ABOUT THIS EXERCISE:
Work through the listing below and count the lines that hold "StopScanResponse". Answer with the number alone.

GIVEN DATA:
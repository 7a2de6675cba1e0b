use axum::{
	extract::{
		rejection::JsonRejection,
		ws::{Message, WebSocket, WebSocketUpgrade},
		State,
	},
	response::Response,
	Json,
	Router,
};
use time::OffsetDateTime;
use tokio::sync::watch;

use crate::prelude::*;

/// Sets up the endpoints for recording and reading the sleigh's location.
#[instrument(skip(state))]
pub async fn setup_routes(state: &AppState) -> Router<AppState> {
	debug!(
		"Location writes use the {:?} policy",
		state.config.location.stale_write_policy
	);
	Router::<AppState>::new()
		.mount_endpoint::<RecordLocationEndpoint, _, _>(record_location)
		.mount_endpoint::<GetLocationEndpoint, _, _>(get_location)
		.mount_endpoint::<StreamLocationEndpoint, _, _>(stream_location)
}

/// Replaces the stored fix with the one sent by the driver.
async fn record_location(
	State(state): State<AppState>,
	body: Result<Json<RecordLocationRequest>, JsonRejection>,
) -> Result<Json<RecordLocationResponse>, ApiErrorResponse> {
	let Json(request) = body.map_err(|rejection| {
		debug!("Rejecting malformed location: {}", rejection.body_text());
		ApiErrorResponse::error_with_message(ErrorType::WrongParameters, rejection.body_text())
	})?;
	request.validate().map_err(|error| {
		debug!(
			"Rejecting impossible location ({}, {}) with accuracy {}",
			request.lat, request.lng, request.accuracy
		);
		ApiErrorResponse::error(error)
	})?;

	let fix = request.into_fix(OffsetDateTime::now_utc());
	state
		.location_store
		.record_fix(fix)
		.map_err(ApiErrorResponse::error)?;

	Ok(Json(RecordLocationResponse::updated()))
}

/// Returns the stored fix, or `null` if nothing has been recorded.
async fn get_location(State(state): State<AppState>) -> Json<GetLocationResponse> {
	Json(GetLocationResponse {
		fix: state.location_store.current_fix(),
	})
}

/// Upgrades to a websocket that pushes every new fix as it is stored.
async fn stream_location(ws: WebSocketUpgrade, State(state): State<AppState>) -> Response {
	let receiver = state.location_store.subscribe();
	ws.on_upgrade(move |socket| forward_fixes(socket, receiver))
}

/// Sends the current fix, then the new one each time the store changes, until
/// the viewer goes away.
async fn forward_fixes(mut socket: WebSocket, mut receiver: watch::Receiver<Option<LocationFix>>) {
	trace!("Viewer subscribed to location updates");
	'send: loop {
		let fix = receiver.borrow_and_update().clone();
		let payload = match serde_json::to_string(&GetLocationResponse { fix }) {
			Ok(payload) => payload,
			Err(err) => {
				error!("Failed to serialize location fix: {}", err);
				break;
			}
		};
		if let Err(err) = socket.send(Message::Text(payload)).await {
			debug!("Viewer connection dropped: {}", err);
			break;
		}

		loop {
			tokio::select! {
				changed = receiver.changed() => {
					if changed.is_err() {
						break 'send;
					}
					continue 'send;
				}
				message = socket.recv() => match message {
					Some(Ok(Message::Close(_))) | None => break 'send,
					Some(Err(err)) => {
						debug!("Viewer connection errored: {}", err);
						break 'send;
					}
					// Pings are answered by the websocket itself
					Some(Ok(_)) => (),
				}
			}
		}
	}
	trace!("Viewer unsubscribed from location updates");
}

...

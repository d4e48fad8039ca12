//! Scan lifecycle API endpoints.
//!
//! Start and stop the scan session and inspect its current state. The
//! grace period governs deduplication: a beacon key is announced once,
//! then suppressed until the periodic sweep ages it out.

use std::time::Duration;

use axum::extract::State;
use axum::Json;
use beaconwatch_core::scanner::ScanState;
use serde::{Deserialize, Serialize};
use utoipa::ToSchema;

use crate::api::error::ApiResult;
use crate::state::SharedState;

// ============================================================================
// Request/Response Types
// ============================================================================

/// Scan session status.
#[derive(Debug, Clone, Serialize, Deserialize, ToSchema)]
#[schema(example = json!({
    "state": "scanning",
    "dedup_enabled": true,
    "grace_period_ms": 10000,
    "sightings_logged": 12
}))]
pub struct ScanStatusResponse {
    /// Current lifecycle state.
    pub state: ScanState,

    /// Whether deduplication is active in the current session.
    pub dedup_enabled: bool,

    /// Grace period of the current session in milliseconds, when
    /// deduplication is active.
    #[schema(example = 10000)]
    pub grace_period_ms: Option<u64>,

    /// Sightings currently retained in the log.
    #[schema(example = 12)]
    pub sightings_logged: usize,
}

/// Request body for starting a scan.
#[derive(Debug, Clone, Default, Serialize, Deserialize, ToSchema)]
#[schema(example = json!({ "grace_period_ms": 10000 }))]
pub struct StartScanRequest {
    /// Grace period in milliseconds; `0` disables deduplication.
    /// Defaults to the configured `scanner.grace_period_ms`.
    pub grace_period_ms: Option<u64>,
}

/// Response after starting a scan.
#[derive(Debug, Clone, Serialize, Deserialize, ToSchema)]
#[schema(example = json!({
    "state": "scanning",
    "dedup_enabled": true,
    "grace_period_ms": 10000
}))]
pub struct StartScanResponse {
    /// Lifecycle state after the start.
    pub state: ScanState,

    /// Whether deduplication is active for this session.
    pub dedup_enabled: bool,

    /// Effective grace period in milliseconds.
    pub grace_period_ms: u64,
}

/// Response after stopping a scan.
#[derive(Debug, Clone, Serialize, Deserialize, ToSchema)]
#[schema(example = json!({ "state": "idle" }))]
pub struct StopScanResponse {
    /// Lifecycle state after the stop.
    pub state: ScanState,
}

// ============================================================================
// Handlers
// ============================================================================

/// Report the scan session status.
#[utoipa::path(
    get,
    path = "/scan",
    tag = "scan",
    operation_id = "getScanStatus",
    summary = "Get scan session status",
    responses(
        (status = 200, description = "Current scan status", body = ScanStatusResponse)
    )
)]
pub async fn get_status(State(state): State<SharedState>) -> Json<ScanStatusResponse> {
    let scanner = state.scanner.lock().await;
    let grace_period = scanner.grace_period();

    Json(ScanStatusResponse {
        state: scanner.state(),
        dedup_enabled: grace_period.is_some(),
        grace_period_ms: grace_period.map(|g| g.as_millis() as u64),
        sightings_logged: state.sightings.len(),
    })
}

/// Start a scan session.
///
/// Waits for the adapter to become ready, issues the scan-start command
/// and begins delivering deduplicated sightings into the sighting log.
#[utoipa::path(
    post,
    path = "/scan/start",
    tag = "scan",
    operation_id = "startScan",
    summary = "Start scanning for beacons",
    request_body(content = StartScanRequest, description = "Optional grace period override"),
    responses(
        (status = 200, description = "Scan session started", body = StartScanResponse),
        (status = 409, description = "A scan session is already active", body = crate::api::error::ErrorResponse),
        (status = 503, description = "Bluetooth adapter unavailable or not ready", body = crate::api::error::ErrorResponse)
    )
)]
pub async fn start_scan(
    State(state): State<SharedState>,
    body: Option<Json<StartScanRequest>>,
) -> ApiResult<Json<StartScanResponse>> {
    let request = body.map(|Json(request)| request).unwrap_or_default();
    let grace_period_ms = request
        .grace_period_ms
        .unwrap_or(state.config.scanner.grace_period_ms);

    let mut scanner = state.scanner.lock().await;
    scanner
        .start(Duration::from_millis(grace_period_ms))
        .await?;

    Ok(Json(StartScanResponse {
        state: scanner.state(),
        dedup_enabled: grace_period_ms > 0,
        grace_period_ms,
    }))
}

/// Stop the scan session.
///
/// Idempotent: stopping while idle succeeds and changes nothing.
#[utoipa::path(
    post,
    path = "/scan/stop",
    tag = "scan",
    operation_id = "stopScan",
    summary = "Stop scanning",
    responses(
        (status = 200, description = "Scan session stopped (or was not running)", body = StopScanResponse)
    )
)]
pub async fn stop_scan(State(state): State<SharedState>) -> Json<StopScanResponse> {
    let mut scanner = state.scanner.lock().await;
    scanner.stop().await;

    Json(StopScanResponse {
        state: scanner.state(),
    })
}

EXERCISE ANSWER:
4